Tus ojos me examinan, y eso me saca de quicio.
—Pero podría llevarla yo —digo—. Si no hay inconveniente.
—Por supuesto. —Sonríes—. Eres una hermana mayor muy protectora.
—Pequeña —respondo. Frunces el ceño—. Es mayor que yo.
Caes en la cuenta, pones esa cara tan tuya de comprender. Pero es sarcástica.
—Tiene todo el sentido. Es más madura.
Una sonrisa me hace cosquillas en la comisura de los labios, pero me niego a sonreír. Aparto la vista hacia Fionn. Tú sigues mi mirada. Vemos que Fionn coge el mazo.
—¿Seguro que no te importa que haga eso? —preguntas.
—¿Te importa a ti?
—No son mis losas.
—Una esquirla podría darle en el ojo —digo.
Silencio.
—Podría cortarle el brazo. Alcanzar una arteria.
Sales disparado hacia él, cruzando la calle.
No sé qué le dices a tu hijo, pero no has manejado bien la situación. Antes de que termines tu frase, Fionn está haciendo añicos mis carísimas losas de arenisca encima de tu mesa de jardín. Das un salto para atrás para que los fragmentos no te alcancen. Es como si para él no estuvieras presente.

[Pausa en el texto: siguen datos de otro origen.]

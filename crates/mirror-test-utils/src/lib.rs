//! Shared test utilities for the folder mirror workspace.
//!
//! This crate provides standardised source/replica fixtures so crate test
//! suites do not each hand-roll temp trees. It is a dev-dependency only and
//! never published.
//!
//! # Modules
//!
//! - [`fixture`] — [`MirrorFixture`](fixture::MirrorFixture) with a source and
//!   a replica tree, mtime control and tree snapshots

pub mod fixture;

pub use fixture::{Entry, MirrorFixture, snapshot};
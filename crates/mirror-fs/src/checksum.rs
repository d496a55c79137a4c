//! SHA-256 checksum utilities
//!
//! Checksums use a single canonical format (`sha256:<hex>`). They back the
//! opt-in content comparison strategy; the default comparison never reads
//! file content.

use sha2::{Digest, Sha256};
use std::fs::File;
use std::path::Path;

use crate::{Error, Result};

/// Prefix for all checksums produced by this module
const PREFIX: &str = "sha256:";

/// Compute the SHA-256 checksum of a file's contents.
///
/// The file is streamed rather than read into memory at once.
///
/// # Errors
///
/// Returns an error if the file cannot be opened or read.
pub fn compute_file_checksum(path: &Path) -> Result<String> {
    let mut file = File::open(path).map_err(|e| Error::io(path, e))?;
    let mut hasher = Sha256::new();
    std::io::copy(&mut file, &mut hasher).map_err(|e| Error::io(path, e))?;
    Ok(format!("{}{:x}", PREFIX, hasher.finalize()))
}
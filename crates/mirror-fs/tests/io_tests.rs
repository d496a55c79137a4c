use assert_fs::prelude::*;
use filetime::FileTime;
use mirror_fs::{io, tree};
use predicates::prelude::*;
use std::fs;

#[test]
fn copy_file_creates_missing_parents() {
    let temp = assert_fs::TempDir::new().unwrap();
    let source = temp.child("src/a.txt");
    source.write_str("alpha").unwrap();
    let destination = temp.child("replica/deep/nested/a.txt");

    let bytes = io::copy_file(source.path(), destination.path()).unwrap();

    assert_eq!(bytes, 5);
    destination.assert("alpha");
}

#[test]
fn copy_file_overwrites_existing_content() {
    let temp = assert_fs::TempDir::new().unwrap();
    let source = temp.child("a.txt");
    source.write_str("new").unwrap();
    let destination = temp.child("b.txt");
    destination.write_str("old and longer").unwrap();

    io::copy_file(source.path(), destination.path()).unwrap();

    destination.assert("new");
}

#[test]
fn copy_file_carries_modification_time() {
    let temp = assert_fs::TempDir::new().unwrap();
    let source = temp.child("a.txt");
    source.write_str("content").unwrap();
    let stamp = FileTime::from_unix_time(1_600_000_000, 0);
    filetime::set_file_mtime(source.path(), stamp).unwrap();
    let destination = temp.child("copy.txt");

    io::copy_file(source.path(), destination.path()).unwrap();

    let copied = fs::metadata(destination.path()).unwrap();
    assert_eq!(FileTime::from_last_modification_time(&copied), stamp);
}

#[test]
fn copy_file_missing_source_fails_without_creating_destination() {
    let temp = assert_fs::TempDir::new().unwrap();
    let destination = temp.child("out/a.txt");

    let result = io::copy_file(&temp.path().join("gone.txt"), destination.path());

    assert_eq!(result.unwrap_err().io_kind(), Some(std::io::ErrorKind::NotFound));
    destination.assert(predicate::path::missing());
}

#[test]
fn remove_dir_all_removes_subtree() {
    let temp = assert_fs::TempDir::new().unwrap();
    temp.child("sub/inner/c.txt").write_str("c").unwrap();

    io::remove_dir_all(&temp.path().join("sub")).unwrap();

    temp.child("sub").assert(predicate::path::missing());
}

#[test]
fn remove_file_missing_is_error() {
    let temp = assert_fs::TempDir::new().unwrap();
    assert!(io::remove_file(&temp.path().join("nothing")).is_err());
}

#[test]
fn create_dir_is_idempotent() {
    let temp = assert_fs::TempDir::new().unwrap();
    let dir = temp.path().join("x/y");

    io::create_dir(&dir).unwrap();
    io::create_dir(&dir).unwrap();

    assert!(tree::is_dir(&dir));
}
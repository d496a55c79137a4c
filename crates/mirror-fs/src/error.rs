//! Error types for mirror-fs

use std::path::PathBuf;

/// Result type for mirror-fs operations
pub type Result<T> = std::result::Result<T, Error>;

/// Errors that can occur in mirror-fs operations
#[derive(Debug, thiserror::Error)]
pub enum Error {
    #[error("I/O error at {path}: {source}")]
    Io {
        path: PathBuf,
        #[source]
        source: std::io::Error,
    },

    #[error("Failed to walk {root}: {message}")]
    Walk { root: PathBuf, message: String },

    #[error("Path {path} is not under {root}")]
    OutsideRoot { path: PathBuf, root: PathBuf },

    #[error("Failed to parse {format} config at {path}: {message}")]
    ConfigParse {
        path: PathBuf,
        format: String,
        message: String,
    },

    #[error("Unsupported config format: {extension}")]
    UnsupportedFormat { extension: String },
}

impl Error {
    pub fn io(path: impl Into<PathBuf>, source: std::io::Error) -> Self {
        Self::Io {
            path: path.into(),
            source,
        }
    }

    /// The underlying I/O error kind, if this error wraps one.
    pub fn io_kind(&self) -> Option<std::io::ErrorKind> {
        match self {
            Self::Io { source, .. } => Some(source.kind()),
            _ => None,
        }
    }
}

Durante veinte minutos lo hace todo añicos, con las mejillas coloradas por el esfuerzo, torciendo el gesto con enojo. Tu hija, la rubita que va a todas partes bailando en lugar de caminar, lo observa desde el interior del jeep, que es lo más cerca que la dejas ir, y tú te quedas plantado en la puerta de la casa, con los brazos cruzados, observando con menos vergüenza que preocupación cómo aporrea mis losas. Cuando termina, inspecciona su trabajo con los brazos caídos y desgarbados y libres de toda tensión. Entonces levanta la vista y mira en derredor, súbitamente consciente de dónde está y de que hay personas mirándolo, como si saliera de un coma. Vuelve a ponerse tenso, se cubre de nuevo con la capucha, la tortuga desaparece en su caparazón. Suelta el mazo en la carretilla y la empuja a través de la calle hacia mí.
—Gracias —masculla, antes de marcharse otra vez arrastrando los pies, con la cabeza gacha cuando pasa junto a su familia y te aparta de un empujón para entrar en la casa. Desde el otro lado de la calle oigo un portazo en el piso de arriba.
Me hace pensar que debería llamar a mi padre.
Debería, pero no lo hago. Unos pocos meses de baja por jardinería me han llevado a comprender que di un portazo hace mucho tiempo. No sé cuándo ocurrió —cuándo di el portazo y en qué momento me di cuenta—, pero ahora me resulta evidente y todavía no estoy dispuesta a salir de mi habitación.